• [What to do]
Write out exactly the lines running from the line that includes "pub mod store;" to the end of the data, both ends included, and nothing besides.

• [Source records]
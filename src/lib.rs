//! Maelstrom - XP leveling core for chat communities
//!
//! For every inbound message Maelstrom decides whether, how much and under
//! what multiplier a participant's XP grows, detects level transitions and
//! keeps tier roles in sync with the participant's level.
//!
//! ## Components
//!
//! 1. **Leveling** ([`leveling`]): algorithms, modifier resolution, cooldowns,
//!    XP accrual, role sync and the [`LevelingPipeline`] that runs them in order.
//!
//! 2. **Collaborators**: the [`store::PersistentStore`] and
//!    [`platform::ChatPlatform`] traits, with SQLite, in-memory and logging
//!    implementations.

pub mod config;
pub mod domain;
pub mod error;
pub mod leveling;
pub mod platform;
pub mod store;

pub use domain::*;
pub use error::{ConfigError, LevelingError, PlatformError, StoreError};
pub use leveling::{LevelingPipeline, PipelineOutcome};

• [Your response]
pub mod store;

pub use domain::*;
pub use error::{ConfigError, LevelingError, PlatformError, StoreError};
pub use leveling::{LevelingPipeline, PipelineOutcome};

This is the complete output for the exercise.